Sel felaketinin milyonlarca insanın hayatını değiştirdiği, selden bir gün önce normal yaşantılarını sürdüren insanların, birikimlerini ve umutlarını sel sularına kaptırdıkları belirtilen açıklamada, bölgeye yardım için ilk koşanların başında Türk Kızılayının geldiği ifade edildi.
Türk Kızılayı afet müdahale uzmanlarının ulaşabildiği Pakistanlı selzedelerden birinin de Nour Maqbool ve ailesi olduğu belirtilen açıklamada, Maqbool'un Kızılaycı dostlarına selden önceki ve sonraki anlattığı hikayesine yer verildi.
Maqbool'un hikayesi şöyle:
''Sel gelmeden önce çok düzenli bir hayatımız vardı. Beş çocuğum var. Çocuklarım eşim ve ben çok mutluyduk. Evimizin yakınında tarlalarımız vardı. Burada
toprak çok verimli,
sebze yetiştiriyorduk. Eşim sebzeleri satıp evimizi geçindiriyordu. Yaşadığımız bölgeye göre durumumuz da iyiydi, çünkü çok çalışıyorduk. Sel suları gelip evlerimizin yanında, tarlalarımızı ve hayatlarımızı da yuttu. Selin üzerinden 50 gün geçti fakat tarlalar çamur tabakasının altında kaldı. Verimli topraklarımız şu an sel kumları ile kaplı. Ne bu yığını kaldıracak makinemiz var, ne de artık öyle bir gücümüz. Bundan sonra ne yapacağımızı bilmiyorum. Devlet tamamen bizden elini ayağını çekmiş durumda. Komşularımız ve biz ne yapacağımızı bilemez halde çaresiz bekliyoruz.

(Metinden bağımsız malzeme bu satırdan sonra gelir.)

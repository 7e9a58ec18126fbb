//! Where the migration keeps its state: the `.cmsmigrate/` directory, the
//! SQLite database and the config file.
//!
//! Each location comes from a CLI flag, an environment variable, or a
//! default derived from the project root, in that order.

use std::env;
use std::fmt::Write as _;
use std::fs;
use std::path::{Path, PathBuf};

use anyhow::{Context, Result};

use crate::config::render_default_config;

pub const STATE_DIR_NAME: &str = ".cmsmigrate";
pub const DB_FILENAME: &str = "cms.db";

const ROOT_ENV: &str = "CMSMIGRATE_PROJECT_ROOT";
const DATA_ENV: &str = "CMSMIGRATE_DATA_DIR";
const CONFIG_ENV: &str = "CMSMIGRATE_CONFIG";

/// Directories `init` makes under the state dir besides the data dir.
const STATE_SUBDIRS: &[&str] = &["imports"];

#[derive(Debug, Clone, Copy, PartialEq, Eq)]
pub enum ValueSource {
    Flag,
    Env,
    /// An existing `.cmsmigrate/` found above the working directory.
    Discovered,
    Default,
}

impl ValueSource {
    pub fn as_str(self) -> &'static str {
        match self {
            Self::Flag => "flag",
            Self::Env => "env",
            Self::Discovered => "discovered",
            Self::Default => "default",
        }
    }
}

#[derive(Debug, Clone, Default)]
pub struct PathOverrides {
    pub project_root: Option<PathBuf>,
    pub data_dir: Option<PathBuf>,
    pub config: Option<PathBuf>,
}

/// Process facts path resolution depends on; tests build their own.
#[derive(Debug, Clone)]
pub struct ResolutionContext {
    pub cwd: PathBuf,
    pub executable_dir: Option<PathBuf>,
}

impl ResolutionContext {
    pub fn from_process() -> Result<Self> {
        Ok(Self {
            cwd: env::current_dir().context("cannot read the working directory")?,
            executable_dir: env::current_exe()
                .ok()
                .and_then(|exe| exe.parent().map(Path::to_path_buf)),
        })
    }
}

#[derive(Debug, Clone)]
pub struct ResolvedPaths {
    pub project_root: PathBuf,
    pub state_dir: PathBuf,
    pub data_dir: PathBuf,
    pub db_path: PathBuf,
    pub config_path: PathBuf,
    pub root_source: ValueSource,
    pub data_source: ValueSource,
    pub config_source: ValueSource,
}

impl ResolvedPaths {
    /// One `name: path [source]` line per location, for `--diagnostics`.
    pub fn diagnostics(&self) -> String {
        let rows = [
            ("project_root", &self.project_root, Some(self.root_source)),
            ("state_dir", &self.state_dir, None),
            ("data_dir", &self.data_dir, Some(self.data_source)),
            ("db_path", &self.db_path, None),
            ("config_path", &self.config_path, Some(self.config_source)),
        ];
        let mut out = String::new();
        for (name, path, source) in rows {
            if !out.is_empty() {
                out.push('\n');
            }
            let _ = write!(out, "{name:<13}{}", normalize_for_display(path));
            if let Some(source) = source {
                let _ = write!(out, " [{}]", source.as_str());
            }
        }
        out
    }
}

pub fn resolve_paths(
    context: &ResolutionContext,
    overrides: &PathOverrides,
) -> Result<ResolvedPaths> {
    resolve_with_env(context, overrides, |key| env::var(key).ok())
}

fn resolve_with_env(
    context: &ResolutionContext,
    overrides: &PathOverrides,
    env_var: impl Fn(&str) -> Option<String>,
) -> Result<ResolvedPaths> {
    let (project_root, root_source) =
        match explicit(overrides.project_root.as_deref(), ROOT_ENV, &context.cwd, &env_var) {
            Some(found) => found,
            None => match discover_state_root(context) {
                Some(root) => (root, ValueSource::Discovered),
                None => (context.cwd.clone(), ValueSource::Default),
            },
        };
    let state_dir = project_root.join(STATE_DIR_NAME);

    let (data_dir, data_source) =
        explicit(overrides.data_dir.as_deref(), DATA_ENV, &project_root, &env_var)
            .unwrap_or_else(|| (state_dir.join("data"), ValueSource::Default));
    let (config_path, config_source) =
        explicit(overrides.config.as_deref(), CONFIG_ENV, &project_root, &env_var)
            .unwrap_or_else(|| (state_dir.join("config.toml"), ValueSource::Default));

    Ok(ResolvedPaths {
        db_path: data_dir.join(DB_FILENAME),
        project_root,
        state_dir,
        data_dir,
        config_path,
        root_source,
        data_source,
        config_source,
    })
}

/// A flag value, else a non-blank environment value; relative paths are
/// taken from `base`.
fn explicit(
    flag: Option<&Path>,
    env_key: &str,
    base: &Path,
    env_var: &impl Fn(&str) -> Option<String>,
) -> Option<(PathBuf, ValueSource)> {
    if let Some(path) = flag {
        return Some((base.join(path), ValueSource::Flag));
    }
    let value = env_var(env_key)?;
    let value = value.trim();
    (!value.is_empty()).then(|| (base.join(value), ValueSource::Env))
}

/// Nearest directory holding `.cmsmigrate/`, searching upwards from the
/// working directory and then from the executable's directory.
fn discover_state_root(context: &ResolutionContext) -> Option<PathBuf> {
    context
        .cwd
        .ancestors()
        .chain(context.executable_dir.iter().flat_map(|dir| dir.ancestors()))
        .find(|dir| dir.join(STATE_DIR_NAME).is_dir())
        .map(Path::to_path_buf)
}

#[derive(Debug, Clone)]
pub struct RuntimeStatus {
    pub db_exists: bool,
    pub db_size_bytes: Option<u64>,
    pub warnings: Vec<String>,
}

pub fn inspect_runtime(paths: &ResolvedPaths) -> Result<RuntimeStatus> {
    let db_size_bytes = match fs::metadata(&paths.db_path) {
        Ok(metadata) => Some(metadata.len()),
        Err(err) if err.kind() == std::io::ErrorKind::NotFound => None,
        Err(err) => {
            return Err(err).with_context(|| format!("cannot stat {}", paths.db_path.display()));
        }
    };

    let mut warnings = Vec::new();
    if !paths.state_dir.is_dir() {
        warnings.push(format!("{STATE_DIR_NAME}/ is missing; run `cmsmigrate init` first"));
    }
    if !paths.config_path.is_file() {
        warnings.push("config.toml is missing; built-in defaults are in effect".to_string());
    }

    Ok(RuntimeStatus {
        db_exists: db_size_bytes.is_some(),
        db_size_bytes,
        warnings,
    })
}

#[derive(Debug, Clone, Default)]
pub struct InitReport {
    pub created_dirs: Vec<PathBuf>,
    pub wrote_config: bool,
}

/// Create the state layout and a default config. An existing config is only
/// replaced with `overwrite_config`.
pub fn init_layout(paths: &ResolvedPaths, overwrite_config: bool) -> Result<InitReport> {
    let mut report = InitReport::default();
    let dirs = [paths.state_dir.clone(), paths.data_dir.clone()]
        .into_iter()
        .chain(STATE_SUBDIRS.iter().map(|name| paths.state_dir.join(name)));
    for dir in dirs {
        if dir.is_dir() {
            continue;
        }
        fs::create_dir_all(&dir).with_context(|| format!("cannot create {}", dir.display()))?;
        tracing::debug!(dir = %normalize_for_display(&dir), "created directory");
        report.created_dirs.push(dir);
    }

    if overwrite_config || !paths.config_path.exists() {
        if let Some(parent) = paths.config_path.parent() {
            fs::create_dir_all(parent)
                .with_context(|| format!("cannot create {}", parent.display()))?;
        }
        fs::write(&paths.config_path, render_default_config())
            .with_context(|| format!("cannot write {}", paths.config_path.display()))?;
        report.wrote_config = true;
    }
    Ok(report)
}

pub fn normalize_for_display(path: &Path) -> String {
    path.to_string_lossy().replace('\\', "/")
}

#[cfg(test)]
pub(crate) fn test_paths(root: &Path) -> ResolvedPaths {
    let project_root = root.join("project");
    let state_dir = project_root.join(STATE_DIR_NAME);
    let data_dir = state_dir.join("data");
    ResolvedPaths {
        db_path: data_dir.join(DB_FILENAME),
        config_path: state_dir.join("config.toml"),
        project_root,
        state_dir,
        data_dir,
        root_source: ValueSource::Flag,
        data_source: ValueSource::Default,
        config_source: ValueSource::Default,
    }
}

#[cfg(test)]
mod tests {
    use std::collections::HashMap;

    use tempfile::tempdir;

    use super::*;

    fn context(cwd: PathBuf) -> ResolutionContext {
        ResolutionContext {
            cwd,
            executable_dir: None,
        }
    }

    #[test]
    fn flag_beats_env_for_project_root() {
        let temp = tempdir().expect("tempdir");
        let flag_root = temp.path().join("flag-root");
        let env = HashMap::from([(ROOT_ENV, "/srv/elsewhere".to_string())]);
        let overrides = PathOverrides {
            project_root: Some(flag_root.clone()),
            ..PathOverrides::default()
        };

        let resolved = resolve_with_env(&context(temp.path().to_path_buf()), &overrides, |key| {
            env.get(key).cloned()
        })
        .expect("resolve");
        assert_eq!(resolved.root_source, ValueSource::Flag);
        assert_eq!(
            resolved.db_path,
            flag_root.join(STATE_DIR_NAME).join("data").join(DB_FILENAME)
        );
    }

    #[test]
    fn state_dir_is_discovered_above_cwd() {
        let temp = tempdir().expect("tempdir");
        let site = temp.path().join("pn-kota");
        let nested = site.join("exports").join("2024");
        fs::create_dir_all(site.join(STATE_DIR_NAME)).expect("state dir");
        fs::create_dir_all(&nested).expect("nested");

        let resolved = resolve_with_env(&context(nested), &PathOverrides::default(), |_| None)
            .expect("resolve");
        assert_eq!(resolved.project_root, site);
        assert_eq!(resolved.root_source, ValueSource::Discovered);
    }

    #[test]
    fn without_state_dir_cwd_is_the_root() {
        let temp = tempdir().expect("tempdir");
        let cwd = temp.path().join("fresh");
        let resolved = resolve_with_env(&context(cwd.clone()), &PathOverrides::default(), |_| None)
            .expect("resolve");
        assert_eq!(resolved.project_root, cwd);
        assert_eq!(resolved.root_source, ValueSource::Default);
    }

    #[test]
    fn env_data_dir_is_relative_to_project_and_blank_is_ignored() {
        let temp = tempdir().expect("tempdir");
        let root = temp.path().join("site");
        let overrides = PathOverrides {
            project_root: Some(root.clone()),
            ..PathOverrides::default()
        };

        let resolved = resolve_with_env(&context(root.clone()), &overrides, |key| {
            (key == DATA_ENV).then(|| " var/db ".to_string())
        })
        .expect("resolve");
        assert_eq!(resolved.data_dir, root.join("var/db"));
        assert_eq!(resolved.data_source, ValueSource::Env);

        let blank = resolve_with_env(&context(root.clone()), &overrides, |key| {
            (key == CONFIG_ENV).then(|| "  ".to_string())
        })
        .expect("resolve");
        assert_eq!(blank.config_source, ValueSource::Default);
    }

    #[test]
    fn diagnostics_name_every_location_and_source() {
        let temp = tempdir().expect("tempdir");
        let text = test_paths(temp.path()).diagnostics();
        assert_eq!(text.lines().count(), 5);
        assert!(text.lines().next().is_some_and(|line| line.ends_with("[flag]")));
        assert!(text.contains("db_path"));
    }

    #[test]
    fn init_is_idempotent_unless_overwriting() {
        let temp = tempdir().expect("tempdir");
        let paths = test_paths(temp.path());
        let first = init_layout(&paths, false).expect("init");
        assert_eq!(first.created_dirs.len(), 3);
        assert!(first.wrote_config);
        assert!(paths.state_dir.join("imports").is_dir());

        let second = init_layout(&paths, false).expect("init again");
        assert!(second.created_dirs.is_empty());
        assert!(!second.wrote_config);

        let forced = init_layout(&paths, true).expect("overwrite");
        assert!(forced.wrote_config);
    }

    #[test]
    fn inspect_reports_missing_layout() {
        let temp = tempdir().expect("tempdir");
        let paths = test_paths(temp.path());
        let status = inspect_runtime(&paths).expect("inspect");
        assert!(!status.db_exists);
        assert_eq!(status.db_size_bytes, None);
        assert_eq!(status.warnings.len(), 2);
    }
}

Şükürler olsun ki biz diğerlerinden daha şanslıydık. Selden üç gün önce evimizi boşalttırdılar. Sonra evimizin üst tarafında kurulan çadırlara getirdiler. Sel geldiğinde biz buradaydık. Sel çekilip evimizi görmek için aşağıya indiğimizde evimizin, tavanına kadar çamur içinde olduğunu, içerideki duvarların tamamen yıkıldığını ve tamirinin mümkün olmadığını gördük. Hiçbir eşyamız yerinde değildi. Hepsi
sel suları ile oradan oraya savrulmuş, darmadağın olmuştu. Şimdi burada Türk Kızılayının bize verdiği evde yaşıyoruz.''
MEVLANA EVİ'NDE YENİ HAYAT
Küçük oğlu Parwez'in bir hafta önce sıtmaya yakalandığını, selden sonra çok fazla sineğin ortaya çıktığını, hastalığın bu sineklerden kaynaklandığının belirtildiğini anlatan Maqbool'un hikayesi şöyle devam etti:
''Oğlumun tedavisi için buradan 150 kilometre uzaklıktaki hastaneye gitmemiz gerekiyor. Bu masrafları karşılayacak paramız olmadığı için götüremiyorum.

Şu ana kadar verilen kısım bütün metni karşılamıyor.